▶ **Brief**
From the data below, set down exactly the lines between the one holding "outside the image" and the one holding "constant image to", inclusive, and no others.

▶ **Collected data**
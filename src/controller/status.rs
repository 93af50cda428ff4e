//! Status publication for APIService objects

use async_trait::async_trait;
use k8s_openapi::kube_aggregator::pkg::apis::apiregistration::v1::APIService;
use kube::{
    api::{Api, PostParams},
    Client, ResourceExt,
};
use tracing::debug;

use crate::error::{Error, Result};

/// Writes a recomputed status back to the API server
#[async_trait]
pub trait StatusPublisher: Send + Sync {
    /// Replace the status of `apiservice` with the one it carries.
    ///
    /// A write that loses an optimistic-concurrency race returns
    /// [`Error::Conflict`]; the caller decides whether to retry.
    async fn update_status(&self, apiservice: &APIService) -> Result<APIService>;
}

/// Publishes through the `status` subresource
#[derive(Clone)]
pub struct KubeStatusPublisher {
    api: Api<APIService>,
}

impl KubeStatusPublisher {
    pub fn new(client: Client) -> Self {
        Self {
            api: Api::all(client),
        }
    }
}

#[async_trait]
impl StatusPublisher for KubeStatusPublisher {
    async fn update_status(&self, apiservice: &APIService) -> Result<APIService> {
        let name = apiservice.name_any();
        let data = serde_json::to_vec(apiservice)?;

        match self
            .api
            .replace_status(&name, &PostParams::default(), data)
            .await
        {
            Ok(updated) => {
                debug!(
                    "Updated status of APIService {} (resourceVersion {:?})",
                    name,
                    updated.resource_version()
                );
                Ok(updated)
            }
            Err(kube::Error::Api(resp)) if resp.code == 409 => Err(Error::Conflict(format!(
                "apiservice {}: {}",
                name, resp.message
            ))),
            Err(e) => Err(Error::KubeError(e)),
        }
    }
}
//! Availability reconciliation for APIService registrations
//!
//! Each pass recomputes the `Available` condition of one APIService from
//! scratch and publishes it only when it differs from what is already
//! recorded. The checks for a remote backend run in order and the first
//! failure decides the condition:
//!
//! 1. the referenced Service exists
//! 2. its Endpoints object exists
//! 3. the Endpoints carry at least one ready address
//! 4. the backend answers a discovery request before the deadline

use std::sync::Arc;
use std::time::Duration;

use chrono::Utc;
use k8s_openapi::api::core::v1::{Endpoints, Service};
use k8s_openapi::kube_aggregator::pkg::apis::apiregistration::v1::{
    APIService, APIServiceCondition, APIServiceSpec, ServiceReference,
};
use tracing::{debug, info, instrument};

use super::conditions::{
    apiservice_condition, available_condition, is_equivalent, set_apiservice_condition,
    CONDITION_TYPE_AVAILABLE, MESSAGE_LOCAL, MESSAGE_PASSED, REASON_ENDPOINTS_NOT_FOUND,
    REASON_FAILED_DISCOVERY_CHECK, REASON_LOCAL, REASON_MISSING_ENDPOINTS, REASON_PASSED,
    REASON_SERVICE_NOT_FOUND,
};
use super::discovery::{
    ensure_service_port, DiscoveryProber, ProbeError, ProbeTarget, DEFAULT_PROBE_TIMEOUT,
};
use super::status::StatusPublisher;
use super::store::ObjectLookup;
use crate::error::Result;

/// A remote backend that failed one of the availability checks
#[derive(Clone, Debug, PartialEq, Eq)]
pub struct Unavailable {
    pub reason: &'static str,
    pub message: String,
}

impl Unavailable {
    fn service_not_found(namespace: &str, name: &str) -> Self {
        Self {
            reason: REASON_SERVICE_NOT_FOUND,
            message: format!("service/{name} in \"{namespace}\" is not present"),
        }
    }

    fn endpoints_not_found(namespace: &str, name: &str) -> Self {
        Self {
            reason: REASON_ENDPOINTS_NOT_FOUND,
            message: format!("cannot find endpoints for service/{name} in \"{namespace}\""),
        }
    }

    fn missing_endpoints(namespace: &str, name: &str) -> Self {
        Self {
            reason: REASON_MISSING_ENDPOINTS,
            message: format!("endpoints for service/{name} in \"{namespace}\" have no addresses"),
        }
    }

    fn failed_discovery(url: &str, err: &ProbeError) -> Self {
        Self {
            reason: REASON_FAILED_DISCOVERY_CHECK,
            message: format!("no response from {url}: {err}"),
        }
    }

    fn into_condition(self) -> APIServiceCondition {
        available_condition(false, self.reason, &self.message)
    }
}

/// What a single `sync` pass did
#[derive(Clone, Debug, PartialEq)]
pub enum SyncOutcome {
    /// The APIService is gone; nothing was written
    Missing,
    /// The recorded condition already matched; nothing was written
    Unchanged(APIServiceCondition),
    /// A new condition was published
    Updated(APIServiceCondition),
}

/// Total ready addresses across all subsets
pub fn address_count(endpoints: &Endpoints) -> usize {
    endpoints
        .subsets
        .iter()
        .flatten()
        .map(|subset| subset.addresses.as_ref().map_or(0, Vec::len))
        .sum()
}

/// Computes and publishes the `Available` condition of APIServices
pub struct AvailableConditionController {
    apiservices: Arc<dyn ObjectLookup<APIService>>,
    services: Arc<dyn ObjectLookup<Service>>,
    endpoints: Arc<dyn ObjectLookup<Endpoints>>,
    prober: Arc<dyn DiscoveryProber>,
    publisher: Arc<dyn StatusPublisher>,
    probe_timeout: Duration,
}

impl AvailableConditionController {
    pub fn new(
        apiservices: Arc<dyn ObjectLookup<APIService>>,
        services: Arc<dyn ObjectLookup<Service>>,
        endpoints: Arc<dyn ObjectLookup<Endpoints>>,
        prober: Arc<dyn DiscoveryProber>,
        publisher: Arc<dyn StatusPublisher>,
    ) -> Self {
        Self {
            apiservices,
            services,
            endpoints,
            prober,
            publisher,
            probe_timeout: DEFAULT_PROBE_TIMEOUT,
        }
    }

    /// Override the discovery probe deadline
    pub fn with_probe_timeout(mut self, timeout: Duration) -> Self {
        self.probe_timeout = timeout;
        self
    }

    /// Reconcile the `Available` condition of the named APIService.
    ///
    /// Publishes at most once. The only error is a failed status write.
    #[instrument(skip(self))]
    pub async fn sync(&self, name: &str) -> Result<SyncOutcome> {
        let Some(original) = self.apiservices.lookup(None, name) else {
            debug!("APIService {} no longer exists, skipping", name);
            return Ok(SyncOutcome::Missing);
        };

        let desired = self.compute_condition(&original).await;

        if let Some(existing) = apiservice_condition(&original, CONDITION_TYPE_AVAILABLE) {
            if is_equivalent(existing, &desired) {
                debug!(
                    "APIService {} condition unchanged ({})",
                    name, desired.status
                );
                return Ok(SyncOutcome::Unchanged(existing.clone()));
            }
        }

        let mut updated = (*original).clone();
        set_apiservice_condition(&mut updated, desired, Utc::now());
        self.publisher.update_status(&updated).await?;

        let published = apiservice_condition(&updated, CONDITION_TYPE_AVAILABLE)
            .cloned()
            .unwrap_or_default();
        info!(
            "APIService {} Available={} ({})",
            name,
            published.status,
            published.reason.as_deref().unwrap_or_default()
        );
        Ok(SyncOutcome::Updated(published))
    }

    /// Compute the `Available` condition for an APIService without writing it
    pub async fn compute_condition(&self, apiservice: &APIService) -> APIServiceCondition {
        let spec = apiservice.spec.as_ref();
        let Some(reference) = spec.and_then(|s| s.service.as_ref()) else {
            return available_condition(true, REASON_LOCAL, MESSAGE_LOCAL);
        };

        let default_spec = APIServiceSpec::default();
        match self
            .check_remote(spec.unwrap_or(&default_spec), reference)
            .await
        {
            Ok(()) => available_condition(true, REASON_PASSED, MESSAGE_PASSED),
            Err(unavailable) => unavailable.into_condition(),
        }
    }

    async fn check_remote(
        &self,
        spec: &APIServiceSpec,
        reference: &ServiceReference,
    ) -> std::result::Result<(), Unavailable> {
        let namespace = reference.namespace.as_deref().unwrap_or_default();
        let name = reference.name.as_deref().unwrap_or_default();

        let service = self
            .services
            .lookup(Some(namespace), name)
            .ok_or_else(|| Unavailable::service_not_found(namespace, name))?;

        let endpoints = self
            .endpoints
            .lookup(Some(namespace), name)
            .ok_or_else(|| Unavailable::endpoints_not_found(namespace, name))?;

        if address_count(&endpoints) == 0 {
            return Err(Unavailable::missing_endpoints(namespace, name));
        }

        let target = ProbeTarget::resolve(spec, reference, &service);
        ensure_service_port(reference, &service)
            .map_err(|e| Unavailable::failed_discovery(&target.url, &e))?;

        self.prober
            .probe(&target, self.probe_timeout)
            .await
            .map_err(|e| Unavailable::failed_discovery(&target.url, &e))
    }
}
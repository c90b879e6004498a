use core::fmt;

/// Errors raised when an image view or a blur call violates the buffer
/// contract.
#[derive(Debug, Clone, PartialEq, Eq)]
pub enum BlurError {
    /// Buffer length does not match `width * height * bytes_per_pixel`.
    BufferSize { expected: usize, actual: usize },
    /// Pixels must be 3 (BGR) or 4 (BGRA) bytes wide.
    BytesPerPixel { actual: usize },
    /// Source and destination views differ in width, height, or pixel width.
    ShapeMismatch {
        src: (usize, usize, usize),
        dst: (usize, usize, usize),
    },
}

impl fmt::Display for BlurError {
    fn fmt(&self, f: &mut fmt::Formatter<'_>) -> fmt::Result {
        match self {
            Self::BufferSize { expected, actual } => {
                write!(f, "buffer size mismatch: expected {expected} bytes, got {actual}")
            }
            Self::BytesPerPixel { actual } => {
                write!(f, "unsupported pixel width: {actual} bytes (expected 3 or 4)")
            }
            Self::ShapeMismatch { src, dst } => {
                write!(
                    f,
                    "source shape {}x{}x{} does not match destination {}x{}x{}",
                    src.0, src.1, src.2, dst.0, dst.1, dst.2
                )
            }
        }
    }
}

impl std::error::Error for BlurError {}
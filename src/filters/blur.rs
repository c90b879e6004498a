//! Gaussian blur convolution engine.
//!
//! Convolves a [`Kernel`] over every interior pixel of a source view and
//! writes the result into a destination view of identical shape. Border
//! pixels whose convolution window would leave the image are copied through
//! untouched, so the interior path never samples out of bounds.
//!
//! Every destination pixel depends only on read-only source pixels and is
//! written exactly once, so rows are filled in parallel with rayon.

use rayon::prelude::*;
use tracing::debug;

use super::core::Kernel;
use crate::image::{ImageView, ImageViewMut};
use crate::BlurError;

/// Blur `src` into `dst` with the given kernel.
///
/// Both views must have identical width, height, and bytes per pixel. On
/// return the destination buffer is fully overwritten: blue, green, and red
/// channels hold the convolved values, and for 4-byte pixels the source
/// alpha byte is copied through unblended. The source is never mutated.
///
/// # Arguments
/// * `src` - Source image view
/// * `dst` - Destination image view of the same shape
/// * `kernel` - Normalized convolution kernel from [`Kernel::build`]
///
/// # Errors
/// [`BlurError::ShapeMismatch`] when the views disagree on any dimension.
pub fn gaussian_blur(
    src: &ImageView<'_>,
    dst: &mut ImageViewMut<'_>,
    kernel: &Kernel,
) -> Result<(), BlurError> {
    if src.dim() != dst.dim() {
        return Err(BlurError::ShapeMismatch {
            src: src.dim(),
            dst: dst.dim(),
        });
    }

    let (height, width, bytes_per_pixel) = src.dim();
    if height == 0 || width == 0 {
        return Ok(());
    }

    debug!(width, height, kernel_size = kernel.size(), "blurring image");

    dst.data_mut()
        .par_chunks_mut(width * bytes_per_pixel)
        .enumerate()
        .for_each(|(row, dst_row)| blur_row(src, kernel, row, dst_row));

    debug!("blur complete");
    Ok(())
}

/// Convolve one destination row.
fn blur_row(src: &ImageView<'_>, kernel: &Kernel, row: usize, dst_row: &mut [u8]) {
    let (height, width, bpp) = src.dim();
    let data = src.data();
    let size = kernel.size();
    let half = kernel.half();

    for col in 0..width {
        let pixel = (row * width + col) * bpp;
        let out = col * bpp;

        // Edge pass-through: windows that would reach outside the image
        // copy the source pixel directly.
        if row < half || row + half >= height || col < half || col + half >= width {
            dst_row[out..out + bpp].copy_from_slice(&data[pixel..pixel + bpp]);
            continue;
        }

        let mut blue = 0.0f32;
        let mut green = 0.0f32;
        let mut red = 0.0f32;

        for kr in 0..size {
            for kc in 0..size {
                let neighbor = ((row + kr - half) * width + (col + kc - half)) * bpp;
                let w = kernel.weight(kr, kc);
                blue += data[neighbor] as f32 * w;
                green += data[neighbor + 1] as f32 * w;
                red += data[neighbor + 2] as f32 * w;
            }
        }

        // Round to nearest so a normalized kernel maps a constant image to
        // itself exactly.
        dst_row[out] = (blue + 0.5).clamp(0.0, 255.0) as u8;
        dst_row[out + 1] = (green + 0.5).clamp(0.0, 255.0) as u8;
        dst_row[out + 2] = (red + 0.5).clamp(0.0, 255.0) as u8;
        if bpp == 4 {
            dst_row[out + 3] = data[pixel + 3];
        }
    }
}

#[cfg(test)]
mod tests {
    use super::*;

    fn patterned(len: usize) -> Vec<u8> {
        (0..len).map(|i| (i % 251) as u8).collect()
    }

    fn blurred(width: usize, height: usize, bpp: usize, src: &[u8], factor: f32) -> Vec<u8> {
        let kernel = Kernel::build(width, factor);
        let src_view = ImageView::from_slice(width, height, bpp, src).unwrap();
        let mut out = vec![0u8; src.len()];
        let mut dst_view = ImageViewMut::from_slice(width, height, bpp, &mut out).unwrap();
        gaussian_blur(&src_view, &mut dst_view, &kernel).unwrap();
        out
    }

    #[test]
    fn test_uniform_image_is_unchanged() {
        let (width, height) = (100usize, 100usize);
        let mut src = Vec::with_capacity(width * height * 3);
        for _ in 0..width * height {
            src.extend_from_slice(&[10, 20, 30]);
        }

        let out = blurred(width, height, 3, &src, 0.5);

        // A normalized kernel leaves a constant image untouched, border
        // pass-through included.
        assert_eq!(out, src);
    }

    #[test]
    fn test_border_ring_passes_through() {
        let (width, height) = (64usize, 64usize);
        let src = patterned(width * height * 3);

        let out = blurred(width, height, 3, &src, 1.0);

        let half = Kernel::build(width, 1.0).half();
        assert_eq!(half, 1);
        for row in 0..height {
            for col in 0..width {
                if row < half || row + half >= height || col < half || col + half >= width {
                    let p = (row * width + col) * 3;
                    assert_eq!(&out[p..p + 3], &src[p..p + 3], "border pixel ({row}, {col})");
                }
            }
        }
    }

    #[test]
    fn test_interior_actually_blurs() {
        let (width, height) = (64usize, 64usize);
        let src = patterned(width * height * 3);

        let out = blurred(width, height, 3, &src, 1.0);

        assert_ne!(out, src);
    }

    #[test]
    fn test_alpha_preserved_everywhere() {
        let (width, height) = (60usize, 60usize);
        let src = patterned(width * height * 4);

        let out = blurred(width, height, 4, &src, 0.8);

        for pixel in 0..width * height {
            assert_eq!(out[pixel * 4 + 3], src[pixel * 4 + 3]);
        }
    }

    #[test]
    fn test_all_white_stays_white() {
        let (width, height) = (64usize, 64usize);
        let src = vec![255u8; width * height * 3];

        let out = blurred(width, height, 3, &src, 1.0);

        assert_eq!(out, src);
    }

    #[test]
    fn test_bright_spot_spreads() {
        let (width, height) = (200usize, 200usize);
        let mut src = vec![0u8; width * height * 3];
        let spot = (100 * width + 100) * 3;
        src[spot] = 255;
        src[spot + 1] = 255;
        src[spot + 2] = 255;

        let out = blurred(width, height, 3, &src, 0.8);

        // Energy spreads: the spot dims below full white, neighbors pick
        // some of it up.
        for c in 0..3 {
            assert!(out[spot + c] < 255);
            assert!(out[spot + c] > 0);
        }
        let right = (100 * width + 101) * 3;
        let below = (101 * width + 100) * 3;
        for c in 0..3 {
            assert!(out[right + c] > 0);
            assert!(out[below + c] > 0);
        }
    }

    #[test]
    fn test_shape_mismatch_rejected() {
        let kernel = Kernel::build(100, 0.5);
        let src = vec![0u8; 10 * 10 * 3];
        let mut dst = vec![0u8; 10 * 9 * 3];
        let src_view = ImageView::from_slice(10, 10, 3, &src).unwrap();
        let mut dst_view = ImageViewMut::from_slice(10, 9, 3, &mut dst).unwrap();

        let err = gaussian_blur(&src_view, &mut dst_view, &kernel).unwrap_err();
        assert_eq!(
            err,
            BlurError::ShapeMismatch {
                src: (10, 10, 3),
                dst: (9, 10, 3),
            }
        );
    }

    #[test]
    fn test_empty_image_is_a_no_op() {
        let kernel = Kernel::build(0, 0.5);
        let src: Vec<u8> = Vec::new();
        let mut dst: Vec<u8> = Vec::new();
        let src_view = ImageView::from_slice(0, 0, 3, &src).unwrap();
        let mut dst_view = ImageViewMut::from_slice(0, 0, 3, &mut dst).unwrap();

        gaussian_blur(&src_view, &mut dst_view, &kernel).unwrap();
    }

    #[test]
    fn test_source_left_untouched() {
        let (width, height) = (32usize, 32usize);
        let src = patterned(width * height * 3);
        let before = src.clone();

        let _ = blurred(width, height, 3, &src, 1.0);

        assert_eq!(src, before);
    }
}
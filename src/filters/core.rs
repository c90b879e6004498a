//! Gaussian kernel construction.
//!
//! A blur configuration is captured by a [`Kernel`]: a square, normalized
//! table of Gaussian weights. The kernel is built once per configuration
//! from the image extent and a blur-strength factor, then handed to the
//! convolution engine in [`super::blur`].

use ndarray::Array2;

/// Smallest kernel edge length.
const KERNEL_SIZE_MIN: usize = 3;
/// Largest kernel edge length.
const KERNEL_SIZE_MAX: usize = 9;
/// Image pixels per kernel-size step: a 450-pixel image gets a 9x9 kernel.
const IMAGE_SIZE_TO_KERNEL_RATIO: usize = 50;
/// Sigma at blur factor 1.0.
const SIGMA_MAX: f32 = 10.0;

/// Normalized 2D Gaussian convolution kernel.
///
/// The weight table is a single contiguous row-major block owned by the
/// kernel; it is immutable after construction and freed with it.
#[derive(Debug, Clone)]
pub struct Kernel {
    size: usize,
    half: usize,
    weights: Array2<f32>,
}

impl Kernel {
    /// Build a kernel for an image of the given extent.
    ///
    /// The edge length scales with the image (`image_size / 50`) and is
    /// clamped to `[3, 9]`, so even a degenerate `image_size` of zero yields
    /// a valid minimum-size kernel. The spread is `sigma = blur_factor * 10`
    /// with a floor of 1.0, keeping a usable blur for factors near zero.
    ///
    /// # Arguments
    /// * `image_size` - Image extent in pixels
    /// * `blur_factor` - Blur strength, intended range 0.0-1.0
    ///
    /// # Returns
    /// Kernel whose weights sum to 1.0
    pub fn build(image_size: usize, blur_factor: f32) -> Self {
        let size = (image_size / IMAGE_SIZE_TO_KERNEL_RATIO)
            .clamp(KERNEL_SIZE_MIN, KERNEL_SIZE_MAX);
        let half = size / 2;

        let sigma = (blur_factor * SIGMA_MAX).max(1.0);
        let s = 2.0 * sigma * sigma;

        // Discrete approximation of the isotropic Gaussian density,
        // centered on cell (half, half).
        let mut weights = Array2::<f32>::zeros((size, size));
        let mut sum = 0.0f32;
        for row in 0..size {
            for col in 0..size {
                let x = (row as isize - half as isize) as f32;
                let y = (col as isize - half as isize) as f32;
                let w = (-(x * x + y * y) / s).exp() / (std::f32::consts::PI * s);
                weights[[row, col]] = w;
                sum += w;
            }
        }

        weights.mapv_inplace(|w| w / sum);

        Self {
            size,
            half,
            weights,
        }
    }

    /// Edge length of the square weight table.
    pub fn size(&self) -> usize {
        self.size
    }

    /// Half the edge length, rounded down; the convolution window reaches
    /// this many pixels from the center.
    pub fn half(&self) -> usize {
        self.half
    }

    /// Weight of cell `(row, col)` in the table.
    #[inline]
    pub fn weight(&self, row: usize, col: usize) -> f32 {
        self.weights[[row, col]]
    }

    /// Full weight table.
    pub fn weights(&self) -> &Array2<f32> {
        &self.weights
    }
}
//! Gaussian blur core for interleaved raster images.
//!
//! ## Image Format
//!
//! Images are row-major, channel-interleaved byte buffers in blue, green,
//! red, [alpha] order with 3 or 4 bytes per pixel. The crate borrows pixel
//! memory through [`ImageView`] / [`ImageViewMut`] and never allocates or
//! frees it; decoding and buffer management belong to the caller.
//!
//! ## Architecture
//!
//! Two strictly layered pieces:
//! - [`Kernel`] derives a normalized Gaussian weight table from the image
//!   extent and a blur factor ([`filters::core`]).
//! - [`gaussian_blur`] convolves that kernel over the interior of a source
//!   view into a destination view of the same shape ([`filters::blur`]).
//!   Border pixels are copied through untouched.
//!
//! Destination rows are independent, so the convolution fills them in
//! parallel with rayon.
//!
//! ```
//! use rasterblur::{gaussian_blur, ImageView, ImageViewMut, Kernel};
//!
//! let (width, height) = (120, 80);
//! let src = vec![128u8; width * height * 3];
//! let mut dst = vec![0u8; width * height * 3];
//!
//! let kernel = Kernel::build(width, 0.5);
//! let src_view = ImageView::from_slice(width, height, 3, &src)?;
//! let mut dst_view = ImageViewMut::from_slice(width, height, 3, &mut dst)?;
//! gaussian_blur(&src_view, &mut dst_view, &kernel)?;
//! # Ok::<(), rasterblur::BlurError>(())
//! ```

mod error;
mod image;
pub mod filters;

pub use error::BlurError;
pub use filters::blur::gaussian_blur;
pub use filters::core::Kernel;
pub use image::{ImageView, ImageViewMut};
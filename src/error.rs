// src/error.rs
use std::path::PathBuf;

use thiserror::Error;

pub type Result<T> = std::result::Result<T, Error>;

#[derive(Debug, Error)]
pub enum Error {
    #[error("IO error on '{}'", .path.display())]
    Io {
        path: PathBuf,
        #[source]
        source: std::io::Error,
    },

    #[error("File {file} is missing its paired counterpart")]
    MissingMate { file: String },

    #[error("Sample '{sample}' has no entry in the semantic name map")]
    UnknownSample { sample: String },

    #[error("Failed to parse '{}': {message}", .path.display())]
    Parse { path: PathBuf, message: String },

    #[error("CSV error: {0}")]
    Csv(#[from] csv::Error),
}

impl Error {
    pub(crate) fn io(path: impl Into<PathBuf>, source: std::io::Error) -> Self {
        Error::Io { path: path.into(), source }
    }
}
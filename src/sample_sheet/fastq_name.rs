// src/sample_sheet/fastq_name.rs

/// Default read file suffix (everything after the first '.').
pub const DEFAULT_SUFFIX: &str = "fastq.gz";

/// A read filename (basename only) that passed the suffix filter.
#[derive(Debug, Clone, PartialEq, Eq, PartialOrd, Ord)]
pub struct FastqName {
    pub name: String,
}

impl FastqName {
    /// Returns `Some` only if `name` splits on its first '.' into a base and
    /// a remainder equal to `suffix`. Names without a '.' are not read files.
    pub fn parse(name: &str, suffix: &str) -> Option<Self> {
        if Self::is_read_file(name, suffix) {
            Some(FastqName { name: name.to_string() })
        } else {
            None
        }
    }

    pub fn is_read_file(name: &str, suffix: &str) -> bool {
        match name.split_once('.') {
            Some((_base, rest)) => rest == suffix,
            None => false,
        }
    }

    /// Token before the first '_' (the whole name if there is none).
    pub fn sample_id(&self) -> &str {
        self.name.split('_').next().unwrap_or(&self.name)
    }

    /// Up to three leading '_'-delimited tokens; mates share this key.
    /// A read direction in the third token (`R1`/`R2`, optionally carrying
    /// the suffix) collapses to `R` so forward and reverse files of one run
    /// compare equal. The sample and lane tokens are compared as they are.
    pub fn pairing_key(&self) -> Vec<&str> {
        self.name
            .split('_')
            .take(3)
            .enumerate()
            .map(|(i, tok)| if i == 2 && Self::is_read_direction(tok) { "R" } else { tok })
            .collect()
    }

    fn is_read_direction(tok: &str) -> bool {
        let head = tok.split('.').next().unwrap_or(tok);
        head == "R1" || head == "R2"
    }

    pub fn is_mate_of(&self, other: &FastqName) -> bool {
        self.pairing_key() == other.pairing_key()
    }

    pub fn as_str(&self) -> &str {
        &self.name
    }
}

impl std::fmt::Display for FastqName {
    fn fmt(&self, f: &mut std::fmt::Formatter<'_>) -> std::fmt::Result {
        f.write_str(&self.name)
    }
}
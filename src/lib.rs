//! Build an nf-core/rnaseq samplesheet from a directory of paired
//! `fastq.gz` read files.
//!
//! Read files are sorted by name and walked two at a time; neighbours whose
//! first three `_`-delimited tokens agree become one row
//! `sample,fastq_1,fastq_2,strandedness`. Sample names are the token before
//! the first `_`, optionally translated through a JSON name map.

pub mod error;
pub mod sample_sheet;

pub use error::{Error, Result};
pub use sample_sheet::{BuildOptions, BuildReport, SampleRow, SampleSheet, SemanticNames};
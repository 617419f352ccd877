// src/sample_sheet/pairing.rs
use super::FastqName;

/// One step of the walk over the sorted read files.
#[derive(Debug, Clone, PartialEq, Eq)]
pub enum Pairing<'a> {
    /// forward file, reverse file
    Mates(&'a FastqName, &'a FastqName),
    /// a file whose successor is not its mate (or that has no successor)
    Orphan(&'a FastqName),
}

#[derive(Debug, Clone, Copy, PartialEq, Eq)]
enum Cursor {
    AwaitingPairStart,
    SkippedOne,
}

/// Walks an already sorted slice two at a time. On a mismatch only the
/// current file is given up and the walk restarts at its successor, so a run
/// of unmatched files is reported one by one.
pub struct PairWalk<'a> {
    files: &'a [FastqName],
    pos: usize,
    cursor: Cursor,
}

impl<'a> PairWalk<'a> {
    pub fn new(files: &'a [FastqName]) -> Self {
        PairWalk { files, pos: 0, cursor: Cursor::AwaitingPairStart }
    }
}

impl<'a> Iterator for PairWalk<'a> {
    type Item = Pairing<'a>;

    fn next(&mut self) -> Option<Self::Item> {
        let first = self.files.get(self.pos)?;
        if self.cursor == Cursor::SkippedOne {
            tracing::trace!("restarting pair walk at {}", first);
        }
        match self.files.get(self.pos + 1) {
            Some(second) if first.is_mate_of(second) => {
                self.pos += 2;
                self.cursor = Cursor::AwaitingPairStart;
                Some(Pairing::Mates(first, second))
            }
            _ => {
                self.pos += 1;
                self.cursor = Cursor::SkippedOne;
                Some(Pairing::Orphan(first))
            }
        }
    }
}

▶ **Your response**
        // Edge pass-through: windows that would reach outside the image
        // copy the source pixel directly.
        if row < half || row + half >= height || col < half || col + half >= width {
            dst_row[out..out + bpp].copy_from_slice(&data[pixel..pixel + bpp]);
            continue;
        }

        let mut blue = 0.0f32;
        let mut green = 0.0f32;
        let mut red = 0.0f32;

        for kr in 0..size {
            for kc in 0..size {
                let neighbor = ((row + kr - half) * width + (col + kc - half)) * bpp;
                let w = kernel.weight(kr, kc);
                blue += data[neighbor] as f32 * w;
                green += data[neighbor + 1] as f32 * w;
                red += data[neighbor + 2] as f32 * w;
            }
        }

        // Round to nearest so a normalized kernel maps a constant image to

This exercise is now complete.